The Friends of Freedmen's Cemetery

Artists Selected to Submit Design Proposals for the Contrabands and Freedmen's Cemetery Sculpture

The Alexandria Commission for the Arts and the Office of the Arts are pleased to announce the artists selected to submit design proposals for the Contrabands and Freedmen's Cemetery sculpture. The public is invited to meet the artists and view the proposals at a reception on Saturday, July 7, 2012 from 5 p.m. to 6 p.m. at the Durant Arts Center, located at 1605 Cameron St. (new location). This move was required due to physical constraints of the maquettes and the proposed viewing locations.

The finalists are:

Erik Blome, Crystal Lake, Illinois
Mario Chiodo, Oakland, California
Edward Dwight, Denver, Colorado

Beginning July 9, the proposals will be on display at the Durant Arts Center, located at 1605 Cameron St. (new location). The public may record written comments at the display, or e-mail comments to through August 6.

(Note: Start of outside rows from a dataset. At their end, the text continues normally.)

//! Refresh coordination
//!
//! Several independent trigger sources (file changes, a fallback timer,
//! wake-from-sleep, local day rollover) each run as their own task and push a
//! [`RefreshReason`] into one fan-in channel. A dispatcher task forwards every
//! reason to the single registered callback.
//!
//! The coordinator does not run loads itself. Callers pair the callback with
//! a [`RefreshGate`] so a refresh arriving while a load is in flight is
//! dropped instead of queued.

pub mod day;
pub mod file_watch;
pub mod gate;
pub mod timer;
pub mod wake;

pub use day::{DayChangeTrigger, DayTracker};
pub use file_watch::{Debouncer, FileChangeTrigger};
pub use gate::{GateGuard, RefreshGate};
pub use timer::TimerTrigger;
pub use wake::{Wake, WakeDetector, WakeTrigger};

use crate::clock::Clock;
use crate::config::RefreshConfig;
use crate::error::CoreError;
use crate::event::{EventBus, MonitorEvent};
use ccmeter_types::RefreshReason;
use notify::RecommendedWatcher;
use parking_lot::{Mutex, RwLock};
use std::collections::HashMap;
use std::fmt;
use std::path::PathBuf;
use std::sync::Arc;
use tokio::sync::mpsc;
use tokio::task::JoinHandle;
use tracing::{debug, info, trace, warn};

/// Capacity of the fan-in channel
const REASON_CHANNEL_CAPACITY: usize = 64;

/// Identifies one trigger source
#[derive(Debug, Clone, Copy, PartialEq, Eq, Hash)]
pub enum TriggerKind {
    FileChange,
    Timer,
    Wake,
    DayChange,
}

impl TriggerKind {
    pub const ALL: [TriggerKind; 4] = [
        TriggerKind::FileChange,
        TriggerKind::Timer,
        TriggerKind::Wake,
        TriggerKind::DayChange,
    ];

    pub fn label(&self) -> &'static str {
        match self {
            TriggerKind::FileChange => "file-change",
            TriggerKind::Timer => "timer",
            TriggerKind::Wake => "wake",
            TriggerKind::DayChange => "day-change",
        }
    }
}

impl fmt::Display for TriggerKind {
    fn fmt(&self, f: &mut fmt::Formatter<'_>) -> fmt::Result {
        f.write_str(self.label())
    }
}

/// Callback invoked by the dispatcher for every refresh reason
pub type RefreshCallback = Arc<dyn Fn(RefreshReason) + Send + Sync>;

/// A source of refresh reasons that runs as its own task
pub trait TriggerSource: Send {
    fn kind(&self) -> TriggerKind;

    /// Start the task; it emits into `tx` until stopped
    fn spawn(self: Box<Self>, tx: mpsc::Sender<RefreshReason>) -> Result<TriggerHandle, CoreError>;
}

/// Handle to a running trigger task
pub struct TriggerHandle {
    shutdown_tx: mpsc::Sender<()>,
    task: JoinHandle<()>,
    /// Kept alive for as long as the file-change task runs
    _watcher: Option<RecommendedWatcher>,
}

impl TriggerHandle {
    pub fn new(shutdown_tx: mpsc::Sender<()>, task: JoinHandle<()>) -> Self {
        Self {
            shutdown_tx,
            task,
            _watcher: None,
        }
    }

    pub fn with_watcher(mut self, watcher: RecommendedWatcher) -> Self {
        self._watcher = Some(watcher);
        self
    }

    pub fn is_finished(&self) -> bool {
        self.task.is_finished()
    }

    /// Signal the task and wait for it to exit
    pub async fn stop(self) {
        let _ = self.shutdown_tx.send(()).await;
        if let Err(e) = self.task.await {
            if !e.is_cancelled() {
                warn!(error = %e, "Trigger task ended abnormally");
            }
        }
    }

    fn abort(&self) {
        self.task.abort();
    }
}

/// Owns the trigger sources and the dispatcher
pub struct RefreshCoordinator {
    config: RefreshConfig,
    roots: Vec<PathBuf>,
    clock: Arc<dyn Clock>,
    event_bus: Option<EventBus>,
    tx: mpsc::Sender<RefreshReason>,
    callback: Arc<RwLock<Option<RefreshCallback>>>,
    triggers: Mutex<HashMap<TriggerKind, TriggerHandle>>,
    dispatcher: JoinHandle<()>,
}

impl RefreshCoordinator {
    /// Create the coordinator and spawn its dispatcher
    ///
    /// Must be called from within a tokio runtime.
    pub fn new(config: RefreshConfig, roots: Vec<PathBuf>, clock: Arc<dyn Clock>) -> Self {
        let (tx, mut rx) = mpsc::channel::<RefreshReason>(REASON_CHANNEL_CAPACITY);
        let callback: Arc<RwLock<Option<RefreshCallback>>> = Arc::new(RwLock::new(None));

        let dispatch_callback = Arc::clone(&callback);
        let dispatcher = tokio::spawn(async move {
            while let Some(reason) = rx.recv().await {
                let callback = dispatch_callback.read().clone();
                match callback {
                    Some(callback) => {
                        debug!(reason = %reason, "Dispatching refresh");
                        callback(reason);
                    }
                    None => trace!(reason = %reason, "No refresh callback registered"),
                }
            }
            debug!("Refresh dispatcher stopped");
        });

        Self {
            config,
            roots,
            clock,
            event_bus: None,
            tx,
            callback,
            triggers: Mutex::new(HashMap::new()),
            dispatcher,
        }
    }

    /// Publish trigger errors on `bus`
    pub fn with_event_bus(mut self, bus: EventBus) -> Self {
        self.event_bus = Some(bus);
        self
    }

    /// Register the callback; replaces any previous one
    pub fn on_refresh<F>(&self, callback: F)
    where
        F: Fn(RefreshReason) + Send + Sync + 'static,
    {
        *self.callback.write() = Some(Arc::new(callback));
    }

    /// Sender for custom trigger sources
    pub fn sender(&self) -> mpsc::Sender<RefreshReason> {
        self.tx.clone()
    }

    /// Inject a reason directly (e.g., a manual refresh)
    ///
    /// Returns `false` if the channel is full or closed.
    pub fn request(&self, reason: RefreshReason) -> bool {
        match self.tx.try_send(reason) {
            Ok(()) => true,
            Err(e) => {
                warn!(reason = %reason, error = %e, "Refresh request not queued");
                false
            }
        }
    }

    fn source_for(&self, kind: TriggerKind) -> Box<dyn TriggerSource> {
        let config = &self.config;
        match kind {
            TriggerKind::FileChange => Box::new(
                FileChangeTrigger::new(self.roots.clone(), config.debounce, config.max_debounce)
                    .with_event_bus(self.event_bus.clone()),
            ),
            TriggerKind::Timer => Box::new(TimerTrigger::new(config.timer_interval)),
            TriggerKind::Wake => Box::new(WakeTrigger::new(
                config.wake_tick,
                config.wake_threshold,
                Arc::clone(&self.clock),
            )),
            TriggerKind::DayChange => Box::new(DayChangeTrigger::new(
                config.day_check_interval,
                Arc::clone(&self.clock),
            )),
        }
    }

    /// Start one trigger; no-op if it is already running
    pub fn start(&self, kind: TriggerKind) -> Result<(), CoreError> {
        self.start_source(self.source_for(kind))
    }

    /// Start a caller-provided source in place of the built-in one
    pub fn start_source(&self, source: Box<dyn TriggerSource>) -> Result<(), CoreError> {
        let kind = source.kind();
        let mut triggers = self.triggers.lock();
        if triggers.get(&kind).map(|h| !h.is_finished()).unwrap_or(false) {
            debug!(trigger = %kind, "Trigger already running");
            return Ok(());
        }

        let handle = source.spawn(self.tx.clone()).inspect_err(|e| {
            warn!(trigger = %kind, error = %e, "Failed to start trigger");
            if let Some(bus) = &self.event_bus {
                bus.publish(MonitorEvent::WatcherError(e.to_string()));
            }
        })?;
        triggers.insert(kind, handle);
        info!(trigger = %kind, "Trigger started");
        Ok(())
    }

    /// Start every trigger; returns the first failure after trying all
    pub fn start_all(&self) -> Result<(), CoreError> {
        let mut first_error = None;
        for kind in TriggerKind::ALL {
            if let Err(e) = self.start(kind) {
                first_error.get_or_insert(e);
            }
        }
        match first_error {
            Some(e) => Err(e),
            None => Ok(()),
        }
    }

    /// Stop one trigger; returns `false` if it was not running
    pub async fn stop(&self, kind: TriggerKind) -> bool {
        let handle = self.triggers.lock().remove(&kind);
        match handle {
            Some(handle) => {
                handle.stop().await;
                info!(trigger = %kind, "Trigger stopped");
                true
            }
            None => false,
        }
    }

    pub async fn stop_all(&self) {
        for kind in TriggerKind::ALL {
            self.stop(kind).await;
        }
    }

    pub fn is_running(&self, kind: TriggerKind) -> bool {
        self.triggers
            .lock()
            .get(&kind)
            .map(|h| !h.is_finished())
            .unwrap_or(false)
    }

    pub fn running(&self) -> Vec<TriggerKind> {
        TriggerKind::ALL
            .into_iter()
            .filter(|kind| self.is_running(*kind))
            .collect()
    }
}

impl Drop for RefreshCoordinator {
    fn drop(&mut self) {
        for handle in self.triggers.lock().values() {
            handle.abort();
        }
        self.dispatcher.abort();
    }
}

The three finalists emerged from a talented pool of applicants from 19 states and three countries who responded to a widely promoted "Call to Artists." The artists were selected by a panel of stakeholders including representatives of the Friends of Freedmen's Cemetery, descendant family members, Old Town/Hunting Creek Civic Association, the Society for the Preservation of Black Heritage, Alexandria Historical Society, the Public Art Committee, and subject matter experts including an historian, design professional and sculptor.

Following the month-long display of the proposals, the Selection Panel will consider the public comments and make a recommendation to the Alexandria Commission for the Arts and City Council. The winning artist will be announced in September. The sculpture will be installed in the spring of 2013 at the Cemetery, located at 1001 S. Washington St.

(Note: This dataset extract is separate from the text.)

//! Parsers for usage log lines

pub mod record;
pub mod timestamp;

pub use record::{parse_content, parse_entry, parse_line, ParsedEntry, ParsedFile};
pub use timestamp::{parse_timestamp_str, parse_timestamp_value};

The cost of the sculpture is funded in accordance with the terms of the Woodrow Wilson Bridge settlement agreement between the City, the Federal Highway Administration, and the Virginia Department of Transportation.

The sculpture will be a part of a larger Memorial to those who did not live long in freedom, the freed and escaped slaves and their children buried in the Cemetery. The goal of the sculpture is to educate visitors to the Cemetery about the courageous struggles of the thousands of contrabands and freedmen who sought refuge in Alexandria during the Civil War. The sculpture will be located inside the Cemetery, and will serve as a reminder to generations of the struggle for freedom and the people who fought for it.

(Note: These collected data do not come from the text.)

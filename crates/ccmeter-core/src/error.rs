//! Error types for ccmeter-core
//!
//! Structural failures surface as [`CoreError`]; recoverable per-file problems
//! are collected in a [`LoadReport`] so one bad file never fails a load.

use std::path::PathBuf;
use thiserror::Error;

/// Core error type for ccmeter operations
#[derive(Error, Debug)]
pub enum CoreError {
    // ===================
    // IO Errors
    // ===================
    #[error("Failed to read file: {path}")]
    FileRead {
        path: PathBuf,
        #[source]
        source: std::io::Error,
    },

    #[error("File not found: {path}")]
    FileNotFound { path: PathBuf },

    #[error("No readable data directory among: {}", format_paths(.searched))]
    NoDataRoots { searched: Vec<PathBuf> },

    // ===================
    // Watch Errors
    // ===================
    #[error("File watcher error: {message}")]
    WatchError {
        message: String,
        #[source]
        source: Option<notify::Error>,
    },

    // ===================
    // Runtime Errors
    // ===================
    #[error("Background task failed during {phase}")]
    TaskFailed {
        phase: &'static str,
        #[source]
        source: tokio::task::JoinError,
    },

    // ===================
    // Config Errors
    // ===================
    #[error("Invalid configuration: {message}")]
    InvalidConfig { message: String },
}

fn format_paths(paths: &[PathBuf]) -> String {
    if paths.is_empty() {
        return "(none)".to_string();
    }
    paths
        .iter()
        .map(|p| p.display().to_string())
        .collect::<Vec<_>>()
        .join(", ")
}

impl CoreError {
    /// Map an io::Error on `path` to the matching variant
    pub fn from_io(path: impl Into<PathBuf>, error: std::io::Error) -> Self {
        let path = path.into();
        if error.kind() == std::io::ErrorKind::NotFound {
            CoreError::FileNotFound { path }
        } else {
            CoreError::FileRead {
                path,
                source: error,
            }
        }
    }
}

/// Severity level for errors during load
#[derive(Debug, Clone, Copy, PartialEq, Eq)]
pub enum ErrorSeverity {
    /// Non-critical, can continue with degraded functionality
    Warning,
    /// The file could not be read at all
    Error,
}

/// Individual error entry in load report
#[derive(Debug, Clone)]
pub struct LoadError {
    pub source: String,
    pub message: String,
    pub severity: ErrorSeverity,
}

impl LoadError {
    pub fn warning(source: impl Into<String>, message: impl Into<String>) -> Self {
        Self {
            source: source.into(),
            message: message.into(),
            severity: ErrorSeverity::Warning,
        }
    }

    pub fn error(source: impl Into<String>, message: impl Into<String>) -> Self {
        Self {
            source: source.into(),
            message: message.into(),
            severity: ErrorSeverity::Error,
        }
    }
}

/// Report of what one ingestion pass did
///
/// Tracks partial failures instead of failing the whole load.
#[derive(Debug, Clone, Default)]
pub struct LoadReport {
    pub errors: Vec<LoadError>,
    /// Candidate files discovered under all roots
    pub files_discovered: usize,
    /// Files whose mtime changed and were re-read
    pub files_read: usize,
    /// Files skipped for this poll because reading failed
    pub files_failed: usize,
    /// New records ingested
    pub records_added: usize,
    /// Lines rejected by the dedup filter
    pub duplicates_skipped: usize,
}

impl LoadReport {
    pub fn new() -> Self {
        Self::default()
    }

    pub fn add_error(&mut self, error: LoadError) {
        self.errors.push(error);
    }

    pub fn has_errors(&self) -> bool {
        !self.errors.is_empty()
    }

    /// Returns (warnings, errors)
    pub fn error_count(&self) -> (usize, usize) {
        let count = |severity| {
            self.errors
                .iter()
                .filter(|e| e.severity == severity)
                .count()
        };
        (count(ErrorSeverity::Warning), count(ErrorSeverity::Error))
    }

    /// Merge a later pass over the same roots into this one
    ///
    /// Both passes discover the same candidates, so `files_discovered`
    /// keeps the larger count instead of adding.
    pub fn merge(&mut self, other: LoadReport) {
        self.errors.extend(other.errors);
        self.files_discovered = self.files_discovered.max(other.files_discovered);
        self.files_read += other.files_read;
        self.files_failed += other.files_failed;
        self.records_added += other.records_added;
        self.duplicates_skipped += other.duplicates_skipped;
    }
}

For more information, contact Alisa Carrel, Director of the Office of the Arts, at 703.746.5590 or e-mail

Freedmen's Cemetery Historical Site Marker - E 109 Freedmen's Cemetery - Federal authorities established a cemetery here for newly freed African Americans during the Civil War. In January 1864, the military governor of Alexandria confiscated for use as a burying ground an abandoned pasture from a family with Confederate sympathies. About 1,700 freed people, including infants and black Union soldiers, were interred here before the last recorded burial in January 1869. Most of the deceased had resided in what is known as Old Town and in nearby rurual settlements. Despite mid-twentieth-century construction projects, many burials remain undisturbed. A list of those interred here has also survived.

Friends of Freedmenís Cemetery
638 North Alfred Street
Alexandria, Virginia 22314

Freedmen's Cemetery Logo - This logo was designed by Alexandria Archaeology Assistant City Archaeologist, Dr. Steven Shephard, in 2006. The beautifully executed final drawing was made by Alexandria Archaeology volunteer, Mr. Andrew Flora, who made a few modifications. At the center of the logo is a headboard of the design seen in historic photographs of the Alexandria National Cemetery, established at the north end of Wilkes Street in 1862. These grave markers were supplied by the U.S. Army Quartermaster Department in Alexandria and records state that this department also supplied the headboards and coffins for Freedmens Cemetery. The pine boards were whitewashed and the plot number, and presumably, the name of the deceased, and possibly the date of death, were painted in black on the headboard. The number 1864 in the logo represents the year that the cemetery was established. The black silhouette of the African American woman in the center of the board is meant to represent the people, the Freedmen, who were buried at the cemetery. Civilian men, women and many children were buried here, along with African American soldiers of the United States Colored Troops. The rays radiating from the top of the headboard are meant to represent the light of freedom, as well as the souls of the Freedmen ascending into heaven and their final reward. The F and C are for Freedmen's Cemetery. The surrounding broken chain wreath symbolizes the severed bonds of slavery which resulted from the American Civil War which transformed Alexandria and the nation.